### Goal of the exercise
From the first line of the entries below, reproduce everything exactly through the line with "<h2>Upload a Resolution", and nothing more.

### Records for the exercise
----------------
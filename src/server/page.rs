//! HTML rendering for the upload and results pages

use crate::error::ReviewError;
use crate::session::InteractionReport;
use crate::types::{ReviewResult, Violation};

const TITLE: &str = "CUNY Resolution Reviewer";

const STYLE: &str = r#"
body { font-family: sans-serif; margin: 2rem auto; max-width: 72rem; padding: 0 1rem; }
.columns { display: grid; grid-template-columns: 1fr 1fr; gap: 2rem; }
.info { background: #e8f0fe; padding: 0.75rem 1rem; border-radius: 4px; }
.success { background: #e6f4ea; padding: 0.75rem 1rem; border-radius: 4px; }
.error { background: #fce8e6; padding: 0.75rem 1rem; border-radius: 4px; }
details { border: 1px solid #ddd; border-radius: 4px; margin: 0.5rem 0; padding: 0.5rem 1rem; }
textarea { width: 100%; font-family: monospace; }
"#;

/// Escape text for HTML element content and attribute values
pub fn escape_html(text: &str) -> String {
    let mut escaped = String::with_capacity(text.len());
    for c in text.chars() {
        match c {
            '&' => escaped.push_str("&amp;"),
            '<' => escaped.push_str("&lt;"),
            '>' => escaped.push_str("&gt;"),
            '"' => escaped.push_str("&quot;"),
            '\'' => escaped.push_str("&#39;"),
            _ => escaped.push(c),
        }
    }
    escaped
}

fn layout(content: &str) -> String {
    format!(
        "<!DOCTYPE html>\n<html lang=\"en\">\n<head>\n<meta charset=\"utf-8\">\n\
        <title>{title}</title>\n<style>{style}</style>\n</head>\n<body>\n\
        <h1>{title}</h1>\n\
        <p>This tool analyzes CUNY Board of Trustees resolutions for compliance with templates and rules.</p>\n\
        <h2>Upload a Resolution Document</h2>\n\
        <form method=\"post\" action=\"/\" enctype=\"multipart/form-data\">\n\
        <label>Upload a .docx file: <input type=\"file\" name=\"document\" accept=\".docx\"></label>\n\
        <button type=\"submit\" name=\"action\" value=\"preview\">Preview</button>\n\
        <button type=\"submit\" name=\"action\" value=\"analyze\">Analyze Resolution</button>\n\
        </form>\n{content}</body>\n</html>\n",
        title = TITLE,
        style = STYLE,
        content = content
    )
}

/// Landing page with nothing uploaded
pub fn index() -> String {
    layout("<p class=\"info\">Please upload a .docx file to begin.</p>\n")
}

/// Page shown when the submission itself could not be accepted
pub fn rejected(message: &str) -> String {
    layout(&format!(
        "<p class=\"error\">{}</p>\n<p class=\"info\">Please upload a .docx file to begin.</p>\n",
        escape_html(message)
    ))
}

/// Page for a completed interaction: preview panel, then results or error
pub fn interaction(filename: &str, report: &InteractionReport) -> String {
    let mut content = format!("<p>Document: <strong>{}</strong></p>\n", escape_html(filename));

    if let Some(preview) = &report.preview {
        content.push_str("<details>\n<summary>Preview Extracted Text from Document</summary>\n");
        match preview {
            Ok(text) => content.push_str(&format!(
                "<label>Extracted Text<textarea readonly rows=\"15\">{}</textarea></label>\n",
                escape_html(text)
            )),
            Err(e) => content.push_str(&format!(
                "<p class=\"error\">Could not extract text: {}</p>\n",
                escape_html(&e.to_string())
            )),
        }
        content.push_str("</details>\n");
    }

    match &report.review {
        Some(Ok(result)) => content.push_str(&results(result)),
        Some(Err(e)) => content.push_str(&review_error(e)),
        None => {}
    }

    layout(&content)
}

fn review_error(error: &ReviewError) -> String {
    format!(
        "<p class=\"error\" data-kind=\"{}\">An error occurred: {}</p>\n",
        error.kind(),
        escape_html(&error.to_string())
    )
}

fn results(result: &ReviewResult) -> String {
    format!(
        "<h2>Review Results</h2>\n<div class=\"columns\">\n{}{}</div>\n\
        <h3>Overall Assessment</h3>\n<p class=\"info\">{}</p>\n",
        column(
            "Template Violations",
            "No template violations found.",
            &result.template_violations
        ),
        column(
            "Formatting Violations",
            "No formatting violations found.",
            &result.formatting_violations
        ),
        escape_html(&result.overall_assessment)
    )
}

fn column(title: &str, empty: &str, violations: &[Violation]) -> String {
    let mut html = format!("<section>\n<h3>{}</h3>\n", title);
    if violations.is_empty() {
        html.push_str(&format!("<p class=\"success\">{}</p>\n", empty));
    }
    for violation in violations {
        html.push_str(&format!(
            "<details open>\n<summary>Violation at {}</summary>\n\
            <p><strong>Rule:</strong> {}</p>\n\
            <p><strong>Issue:</strong> {}</p>\n\
            <p><strong>Suggestion:</strong> {}</p>\n</details>\n",
            escape_html(&violation.location),
            escape_html(&violation.rule),
            escape_html(&violation.description),
            escape_html(&violation.suggestion)
        ));
    }
    html.push_str("</section>\n");
    html
}
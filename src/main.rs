mod cli;
mod config;
mod document;
mod error;
mod prompt;
mod review;
mod server;
mod session;
mod tokens;
mod types;

#[cfg(test)]
mod testing;

use clap::Parser;
use cli::{Cli, Commands, InitArgs, ModelArgs};
use config::Config;
use review::Reviewer;
use review::orchestrator::EXIT_FAILURE;
use tracing::{error, info};
use tracing_subscriber::EnvFilter;

#[tokio::main]
async fn main() {
    let cli = Cli::parse();

    let filter = EnvFilter::try_new(&cli.log_level).unwrap_or_else(|e| {
        eprintln!("Invalid log level '{}': {}", cli.log_level, e);
        EnvFilter::new("info")
    });
    tracing_subscriber::fmt().with_env_filter(filter).init();

    match cli.command {
        Commands::Init(args) => init(&args),
        Commands::Serve(args) => {
            let (mut config, reviewer) = setup(&args.model);
            if let Some(bind) = args.bind {
                config.server.bind = bind;
            }
            if let Err(e) = server::serve(&config.server, reviewer).await {
                error!("Server failed: {:#}", e);
                std::process::exit(EXIT_FAILURE);
            }
        }
        Commands::Review(args) => {
            let (_, reviewer) = setup(&args.model);
            let code =
                review::orchestrator::review_and_report(&reviewer, &args.file, args.output.as_deref())
                    .await;
            std::process::exit(code);
        }
        Commands::Preview(args) => match document::read_document(&args.file) {
            Ok(text) => {
                info!(
                    "Extracted {} characters ({} tokens)",
                    text.chars().count(),
                    tokens::count_tokens(&text)
                );
                println!("{}", text);
            }
            Err(e) => {
                error!("Could not extract text: {}", e);
                std::process::exit(EXIT_FAILURE);
            }
        },
        Commands::Schema => {
            let schema = schemars::schema_for!(types::ReviewResult);
            match serde_json::to_string_pretty(&schema) {
                Ok(json) => println!("{}", json),
                Err(e) => {
                    error!("Failed to render schema: {}", e);
                    std::process::exit(EXIT_FAILURE);
                }
            }
        }
    }
}

/// Check the credential, load config and build the reviewer, exiting on failure
fn setup(args: &ModelArgs) -> (Config, Reviewer) {
    let api_key = error::require_api_key(args.api_key.as_deref()).unwrap_or_else(|e| {
        error!("{}", e);
        std::process::exit(EXIT_FAILURE);
    });

    let config = Config::load(&args.config, &args.config_overrides).unwrap_or_else(|e| {
        error!("Failed to load config: {:#}", e);
        std::process::exit(EXIT_FAILURE);
    });
    info!("Model: {} ({})", config.llm.model, config.llm.base_url);

    let reviewer = Reviewer::from_config(&api_key, &config).unwrap_or_else(|e| {
        error!("Failed to create reviewer: {:#}", e);
        std::process::exit(EXIT_FAILURE);
    });
    (config, reviewer)
}

fn init(args: &InitArgs) {
    if std::path::Path::new(&args.config).exists() && !args.r#override {
        error!(
            "{} already exists, use --override to replace it",
            args.config
        );
        std::process::exit(EXIT_FAILURE);
    }

    let content = Config::default_toml().unwrap_or_else(|e| {
        error!("Failed to render config: {}", e);
        std::process::exit(EXIT_FAILURE);
    });
    if let Err(e) = std::fs::write(&args.config, content) {
        error!("Failed to write {}: {}", args.config, e);
        std::process::exit(EXIT_FAILURE);
    }
    info!("Wrote {}", args.config);
}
----------------
### Exercise response
filename src/server/page.rs
//! HTML rendering for the upload and results pages

use crate::error::ReviewError;
use crate::session::InteractionReport;
use crate::types::{ReviewResult, Violation};

const TITLE: &str = "CUNY Resolution Reviewer";

const STYLE: &str = r#"
body { font-family: sans-serif; margin: 2rem auto; max-width: 72rem; padding: 0 1rem; }
.columns { display: grid; grid-template-columns: 1fr 1fr; gap: 2rem; }
.info { background: #e8f0fe; padding: 0.75rem 1rem; border-radius: 4px; }
.success { background: #e6f4ea; padding: 0.75rem 1rem; border-radius: 4px; }
.error { background: #fce8e6; padding: 0.75rem 1rem; border-radius: 4px; }
details { border: 1px solid #ddd; border-radius: 4px; margin: 0.5rem 0; padding: 0.5rem 1rem; }
textarea { width: 100%; font-family: monospace; }
"#;

/// Escape text for HTML element content and attribute values
pub fn escape_html(text: &str) -> String {
    let mut escaped = String::with_capacity(text.len());
    for c in text.chars() {
        match c {
            '&' => escaped.push_str("&amp;"),
            '<' => escaped.push_str("&lt;"),
            '>' => escaped.push_str("&gt;"),
            '"' => escaped.push_str("&quot;"),
            '\'' => escaped.push_str("&#39;"),
            _ => escaped.push(c),
        }
    }
    escaped
}

fn layout(content: &str) -> String {
    format!(
        "<!DOCTYPE html>\n<html lang=\"en\">\n<head>\n<meta charset=\"utf-8\">\n\
        <title>{title}</title>\n<style>{style}</style>\n</head>\n<body>\n\
        <h1>{title}</h1>\n\
        <p>This tool analyzes CUNY Board of Trustees resolutions for compliance with templates and rules.</p>\n\
        <h2>Upload a Resolution Document</h2>\n\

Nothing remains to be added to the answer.